Up to the 1970s fathers were excluded from the labour and delivery. In
some cultures this exclusion existed historically and still exists. Women
were left alone in a hospital ward or room while staff periodically came
in and checked them. Since the 1970s fathers have been encouraged to
support their partner in labour.
As an aside, there are many terms used in childbirth discussions that no
one has bothered to define or clarify but we are somehow all expected to
know. Do your own research and ask 20 people what a natural birth is,
what interventions mean or what a father is supposed to do to support his
partner in labour. You’ll discover that we use those terms to mean or
imply something significant yet few people have the same understanding.
Since The Pink Kit Method has been used by so many women and men, we have
come to find our own set of definitions. Birth is natural, it comes at
the conclusion of pregnancy. Birth is natural, so is pain, death,
bleeding, long labours, quick births, tears, pain free experiences,
tension, relaxation, screaming, quiet breathing and all the combinations
you can imagine. Childbirth interventions can be lying down for a vaginal
exam, taking a shower if you’re tense, having someone breathe with you,
taking castor oil to stimulate labour along with all the medical
assessments, monitoring and procedures that people discuss. Fathers,
friends and relatives who support a woman can be there yet not know what
to do, feel useless, helpless, a failure, know how to breathe with the
woman, touch her just right, encourage her or wish someone would give her
pain relief because she is so obviously suffering.

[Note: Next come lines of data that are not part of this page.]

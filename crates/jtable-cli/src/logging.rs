//! Logging and tracing setup for the `jtable` binary
//!
//! Console output goes to stderr so rendered tables on stdout stay clean.
//! `RUST_LOG` takes precedence over the configured default filter.

use tracing_subscriber::{
    EnvFilter, Layer,
    fmt::{self, format::FmtSpan},
    layer::SubscriberExt,
    util::SubscriberInitExt,
};

/// Console log layout
#[derive(Debug, Clone, Copy, Default, PartialEq, Eq, clap::ValueEnum)]
pub enum LogFormat {
    /// Multi-line human readable output
    #[default]
    Pretty,
    /// One line per event
    Compact,
    /// Newline-delimited JSON, for bug reports
    Json,
}

/// Logging configuration
#[derive(Debug, Clone)]
pub struct LoggingConfig {
    pub format: LogFormat,

    /// Whether to include file/line information in logs
    pub include_location: bool,

    /// Whether to log spans (resolution and mutation timings)
    pub enable_spans: bool,

    /// Default log level filter
    pub default_filter: String,
}

impl Default for LoggingConfig {
    fn default() -> Self {
        Self {
            format: LogFormat::Pretty,
            include_location: cfg!(debug_assertions),
            enable_spans: false,
            default_filter: "warn,jtable=info,jtable_services=info,jtable_core=info".to_string(),
        }
    }
}

impl LoggingConfig {
    /// Verbose configuration used with `--verbose`
    pub fn verbose() -> Self {
        Self {
            enable_spans: true,
            default_filter: "info,jtable=debug,jtable_services=debug,jtable_core=debug".to_string(),
            ..Self::default()
        }
    }

    pub fn with_format(mut self, format: LogFormat) -> Self {
        self.format = format;
        self
    }
}

/// Initialize the global subscriber
pub fn init(config: &LoggingConfig) -> anyhow::Result<()> {
    let env_filter =
        EnvFilter::try_from_default_env().unwrap_or_else(|_| EnvFilter::new(&config.default_filter));

    // NEW fires once when the span is created; ENTER would fire on every async
    // re-poll of a resolution future.
    let span_events = if config.enable_spans {
        FmtSpan::NEW | FmtSpan::CLOSE
    } else {
        FmtSpan::NONE
    };

    let base = fmt::layer()
        .with_writer(std::io::stderr)
        .with_target(true)
        .with_file(config.include_location)
        .with_line_number(config.include_location)
        .with_span_events(span_events);

    let layer = match config.format {
        LogFormat::Pretty => base.pretty().with_filter(env_filter).boxed(),
        LogFormat::Compact => base.compact().with_filter(env_filter).boxed(),
        LogFormat::Json => base
            .json()
            .with_current_span(true)
            .with_span_list(true)
            .with_filter(env_filter)
            .boxed(),
    };

    tracing_subscriber::registry().with(layer).try_init()?;

    tracing::debug!(format = ?config.format, "Logging system initialized");
    Ok(())
}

Variability is the name of the game in childbirth.
Yet, childbirth is a remarkably same experience for all women. (At the
moment we will assume a woman will labour to give birth. Women who plan
an elective delivery for personal choice or necessity can still use The
Pink Kit Method. Doing so gives expectant parents a sense of involvement
and closeness not offered in other types of childbirth education. Many of
the skills learned are applicable.) Childbirth is an exercise in
plumbing. An object will move through your container. Your job is to get
out of the way of the object. In other words, work with the process of
opening up for the object and ejecting it. The opening up phase of
childbirth is accompanied by a series of contractions that open the
diaphragm (cervix). Once the cervix is open and when the object has moved
through the tube (pelvis), the contractions begin to eject the object by
opening the aperture (vagina).
Not one woman in history or any place on Earth has given birth by a
different experience. No baby has popped out of the crown of a woman’s
head after a shiver started at her big toe, moving up her body until her
cranium separated. No baby has delivered out a mouth, nose or ear. As
silly as it sounds, we must remind ourselves of our similarities. Instead
people have focused on all the variability’s, diversity and differences.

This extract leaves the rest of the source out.